One of our first visitors was the local schoolmaster, Francis Sanford, beloved of yachtsmen. He took us to his house to meet his vivacious French-Tahitian wife, Lysa, and half of his brood of children—the other five being away at school in Papeete. We also met Coco, the 300-pound pig, who insisted upon settling himself in the midst of any gathering and who, once settled, was unbudgeable. He had been, Lysa explained apologetically, only a very leetle pig when one of the children brought him home as a pet, but he had grown!
The abandoned dock where we tied up during our stay in Bora Bora was a relic of the war. Here, during the late unpleasantness, several thousand American troops had directed round-the-clock activity, a state of affairs that remains a highlight in the memory of many on this island. As one of them expressed it, “Maybe everybody have another war pretty quick, yeah? Maitai!—Good! Then maybe more soldiers come—we work like hell all day, all night—see plenty movies—eat plenty ice cream—get plenty American babies!”

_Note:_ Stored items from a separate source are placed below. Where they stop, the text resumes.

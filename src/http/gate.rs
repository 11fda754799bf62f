//! Request gate: admission control in front of every route.

use std::sync::Arc;

use axum::extract::{Request, State};
use axum::http::StatusCode;
use axum::middleware::Next;
use axum::response::{IntoResponse, Response};
use axum::Json;
use serde::{Deserialize, Serialize};
use tracing::{debug, error, info_span, Instrument};
use uuid::Uuid;

use super::identity::IdentityResolver;
use crate::ratelimit::RateLimiter;

/// Body text returned with every 429.
pub const REJECTION_MESSAGE: &str =
    "you have reached the maximum number of requests or actions allowed within a certain time frame";

/// JSON body of a rejected request.
#[derive(Debug, Clone, Serialize, Deserialize)]
pub struct RejectionBody {
    pub message: String,
}

/// Shared state for the gate middleware.
#[derive(Clone)]
pub struct Gate {
    limiter: Arc<RateLimiter>,
    resolver: Arc<IdentityResolver>,
}

impl Gate {
    pub fn new(limiter: Arc<RateLimiter>, resolver: IdentityResolver) -> Self {
        Self {
            limiter,
            resolver: Arc::new(resolver),
        }
    }

    /// Decide on one request and either forward it or answer it directly.
    async fn admit(&self, request: Request, next: Next) -> Response {
        let key = self.resolver.resolve(&request);

        match self.limiter.check(&key).await {
            Ok(decision) if decision.is_allowed() => next.run(request).await,
            Ok(decision) => {
                debug!(key = %key, decision = ?decision, "Request rejected");
                rejection()
            }
            Err(e) => {
                error!(key = %key, error = %e, "Rate limit check failed");
                internal_error()
            }
        }
    }
}

/// Axum middleware running every request through the rate limiter.
///
/// Install with `axum::middleware::from_fn_with_state(gate, rate_limit_gate)`.
pub async fn rate_limit_gate(State(gate): State<Gate>, request: Request, next: Next) -> Response {
    let span = info_span!(
        "gate",
        request_id = %Uuid::new_v4(),
        method = %request.method(),
        path = %request.uri().path(),
    );

    gate.admit(request, next).instrument(span).await
}

fn rejection() -> Response {
    let body = RejectionBody {
        message: REJECTION_MESSAGE.to_string(),
    };
    (StatusCode::TOO_MANY_REQUESTS, Json(body)).into_response()
}

fn internal_error() -> Response {
    (StatusCode::INTERNAL_SERVER_ERROR, "Internal Server Error").into_response()
}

The Bora Bora attitude toward the mixed-blood children left on the island was a strange contrast to the attitude toward war babies in Japan. Every family on Bora Bora who has an “American” child is very proud, and the children themselves are eager to brag, in hesitant English, “I—am—Américain!” even if they look the very model of a perfect Polynesian. When an article about the war babies of Bora Bora was published in an American magazine a few years ago, a number of people from America sent letters offering to adopt a child and take him back to the States where he would have “all the advantages.” Not one family could be found, however, who could be persuaded to give up so valuable a treasure!

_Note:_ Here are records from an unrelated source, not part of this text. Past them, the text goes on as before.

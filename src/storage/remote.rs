//! Counter store shared across replicas through Redis.
//!
//! Each rate key maps to two Redis keys: a counter whose TTL is the window,
//! and a block marker whose TTL is the block duration. Redis expiry enforces
//! both the window rollover and the end of a block.

use std::future::Future;
use std::time::{Duration, SystemTime, UNIX_EPOCH};

use async_trait::async_trait;
use parking_lot::RwLock;
use redis::aio::ConnectionManager;
use redis::{RedisResult, Script};
use tracing::{debug, info, warn};

use super::{CounterStore, StoreError};
use crate::config::RedisConfig;

/// Increment the counter and start its window TTL if it has none.
///
/// Runs atomically on the server, so a counter can never be left without an
/// expiry and later increments never push the window end forward.
const INCREMENT_SCRIPT: &str = r#"
local count = redis.call('INCR', KEYS[1])
if redis.call('PTTL', KEYS[1]) < 0 then
    redis.call('PEXPIRE', KEYS[1], ARGV[1])
end
return count
"#;

/// Counter store backed by a Redis server.
pub struct RedisStore {
    /// `None` once the store has been closed
    connection: RwLock<Option<ConnectionManager>>,
    increment_script: Script,
    key_prefix: String,
    operation_timeout: Duration,
}

impl RedisStore {
    /// Connect to Redis and verify the server answers.
    pub async fn connect(config: &RedisConfig) -> Result<Self, StoreError> {
        let info = config.connection_info()?;
        let client = redis::Client::open(info)?;
        let timeout = config.operation_timeout;

        let mut connection = bounded(
            "connect",
            timeout,
            ConnectionManager::new(client),
        )
        .await?;

        let _: String = bounded(
            "ping",
            timeout,
            redis::cmd("PING").query_async(&mut connection),
        )
        .await?;

        info!(
            prefix = %config.key_prefix,
            timeout = ?timeout,
            "Connected to Redis"
        );

        Ok(Self {
            connection: RwLock::new(Some(connection)),
            increment_script: Script::new(INCREMENT_SCRIPT),
            key_prefix: config.key_prefix.clone(),
            operation_timeout: timeout,
        })
    }

    fn connection(&self) -> Result<ConnectionManager, StoreError> {
        self.connection.read().clone().ok_or(StoreError::Closed)
    }

    fn counter_key(&self, key: &str) -> String {
        format!("{}:count:{}", self.key_prefix, key)
    }

    fn block_key(&self, key: &str) -> String {
        format!("{}:block:{}", self.key_prefix, key)
    }
}

/// Await a Redis round trip, failing with [`StoreError::Timeout`] past `after`.
async fn bounded<T, F>(operation: &'static str, after: Duration, fut: F) -> Result<T, StoreError>
where
    F: Future<Output = RedisResult<T>>,
{
    match tokio::time::timeout(after, fut).await {
        Ok(result) => result.map_err(StoreError::from),
        Err(_) => {
            warn!(operation = operation, after = ?after, "Redis operation timed out");
            Err(StoreError::Timeout { operation, after })
        }
    }
}

/// Whole milliseconds, never zero (Redis rejects a zero expiry).
fn millis(duration: Duration) -> u64 {
    u64::try_from(duration.as_millis()).unwrap_or(u64::MAX).max(1)
}

#[async_trait]
impl CounterStore for RedisStore {
    async fn increment(&self, key: &str, window: Duration) -> Result<u64, StoreError> {
        let mut conn = self.connection()?;
        let counter_key = self.counter_key(key);

        let mut invocation = self.increment_script.key(&counter_key);
        invocation.arg(millis(window));

        bounded(
            "increment",
            self.operation_timeout,
            invocation.invoke_async(&mut conn),
        )
        .await
    }

    async fn is_blocked(&self, key: &str) -> Result<bool, StoreError> {
        let mut conn = self.connection()?;

        bounded(
            "is_blocked",
            self.operation_timeout,
            redis::cmd("EXISTS")
                .arg(self.block_key(key))
                .query_async(&mut conn),
        )
        .await
    }

    async fn block(&self, key: &str, duration: Duration) -> Result<(), StoreError> {
        let mut conn = self.connection()?;
        let until = SystemTime::now()
            .checked_add(duration)
            .and_then(|t| t.duration_since(UNIX_EPOCH).ok())
            .map(millis)
            .unwrap_or_default();

        let _: () = bounded(
            "block",
            self.operation_timeout,
            redis::cmd("SET")
                .arg(self.block_key(key))
                .arg(until)
                .arg("PX")
                .arg(millis(duration))
                .query_async(&mut conn),
        )
        .await?;

        debug!(key = %key, duration = ?duration, "Blocked key");
        Ok(())
    }

    async fn reset(&self, key: &str) -> Result<(), StoreError> {
        let mut conn = self.connection()?;

        bounded(
            "reset",
            self.operation_timeout,
            redis::cmd("DEL")
                .arg(self.counter_key(key))
                .arg(self.block_key(key))
                .query_async(&mut conn),
        )
        .await
    }

    async fn close(&self) -> Result<(), StoreError> {
        if self.connection.write().take().is_some() {
            debug!("Closed Redis counter store");
        }
        Ok(())
    }

    fn name(&self) -> &'static str {
        "redis"
    }
}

Because of their association with the U.S. military during the war, the Bora Borans found it difficult at first to understand the anomaly of an American family traveling in company with feared and hated Japanese.

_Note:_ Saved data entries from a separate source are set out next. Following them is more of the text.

//! In-process counter store.

use std::sync::atomic::{AtomicBool, Ordering};
use std::time::Duration;

use async_trait::async_trait;
use dashmap::DashMap;
use tokio::time::Instant;
use tracing::{debug, trace};

use super::{CounterStore, StoreError};

/// Window and block state for a single key.
#[derive(Debug, Default)]
struct WindowEntry {
    /// Requests seen in the current window
    counter: u64,
    /// When the current window began; `None` until the first increment
    window_start: Option<Instant>,
    /// End of the active block, if any
    blocked_until: Option<Instant>,
}

impl WindowEntry {
    /// Count one request, rolling the window over once it has lapsed.
    fn record(&mut self, now: Instant, window: Duration) -> u64 {
        match self.window_start {
            Some(start) if now.duration_since(start) < window => {
                self.counter += 1;
            }
            _ => {
                self.counter = 1;
                self.window_start = Some(now);
            }
        }
        self.counter
    }

    /// Check the block, clearing it if it has expired.
    fn check_block(&mut self, now: Instant) -> bool {
        match self.blocked_until {
            Some(until) if until > now => true,
            Some(_) => {
                self.blocked_until = None;
                false
            }
            None => false,
        }
    }
}

/// Counter store backed by a sharded in-memory map.
///
/// Every read-modify-write runs under the entry's shard lock, so increments on
/// one key are never lost and unrelated keys in other shards never contend.
#[derive(Debug, Default)]
pub struct MemoryStore {
    entries: DashMap<String, WindowEntry>,
    closed: AtomicBool,
}

impl MemoryStore {
    pub fn new() -> Self {
        Self::default()
    }

    /// Number of keys currently tracked.
    pub fn len(&self) -> usize {
        self.entries.len()
    }

    pub fn is_empty(&self) -> bool {
        self.entries.is_empty()
    }

    fn ensure_open(&self) -> Result<(), StoreError> {
        if self.closed.load(Ordering::Acquire) {
            return Err(StoreError::Closed);
        }
        Ok(())
    }
}

#[async_trait]
impl CounterStore for MemoryStore {
    async fn increment(&self, key: &str, window: Duration) -> Result<u64, StoreError> {
        self.ensure_open()?;

        let now = Instant::now();
        let mut entry = self.entries.entry(key.to_string()).or_default();
        let count = entry.record(now, window);

        trace!(key = %key, count = count, "Incremented counter");
        Ok(count)
    }

    async fn is_blocked(&self, key: &str) -> Result<bool, StoreError> {
        self.ensure_open()?;

        let now = Instant::now();
        let blocked = match self.entries.get_mut(key) {
            Some(mut entry) => entry.check_block(now),
            None => false,
        };
        Ok(blocked)
    }

    async fn block(&self, key: &str, duration: Duration) -> Result<(), StoreError> {
        self.ensure_open()?;

        let until = Instant::now()
            .checked_add(duration)
            .ok_or(StoreError::DurationOutOfRange(duration))?;
        self.entries.entry(key.to_string()).or_default().blocked_until = Some(until);

        debug!(key = %key, duration = ?duration, "Blocked key");
        Ok(())
    }

    async fn reset(&self, key: &str) -> Result<(), StoreError> {
        self.ensure_open()?;
        self.entries.remove(key);
        Ok(())
    }

    async fn close(&self) -> Result<(), StoreError> {
        if !self.closed.swap(true, Ordering::AcqRel) {
            self.entries.clear();
            debug!("Closed in-memory counter store");
        }
        Ok(())
    }

    fn name(&self) -> &'static str {
        "memory"
    }
}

“They good boys?” everyone demanded doubtfully. “They want to fight?”
We assured them that our companions had no desire to fight, but the community reserved judgment for a day or two and kept an eagle eye on the behavior of Nick, Mickey, and Moto. It didn’t take long to convince them, though, and soon the Three M’s were in greater demand than any of us. Day after day they squatted tirelessly on the dockside in the midst of a crowd of admirers, and displayed postcards, magazine pictures of Japan, and various souvenirs of their distant home.
It soon became evident that, if the French administration and the people of the other islands had no affection for the people of Bora Bora, they, in turn, had no affection for the French. “Bunch of thieves!” was the way one of the Bora Boran natives described them, and he explained to us how French officials had helped themselves to all the plumbing, the quonset huts, and the fluorescent lighting which the Americans had left behind “for the people of Bora Bora” and had carried them away to install in Raïatéa, making Uturoa perhaps the best-lighted town of its size in the entire South Seas.
I remember the day a French official, resplendent in gleaming whites, came aboard for a social call. Big Joe, our nearest neighbor and the one who spoke the best “American,” watched the proceedings anxiously from the dock and as soon as Barbara had ushered our visitor below he drew me aside.
“You want me throw him overboard, boss?” he whispered loudly.
“No—why?”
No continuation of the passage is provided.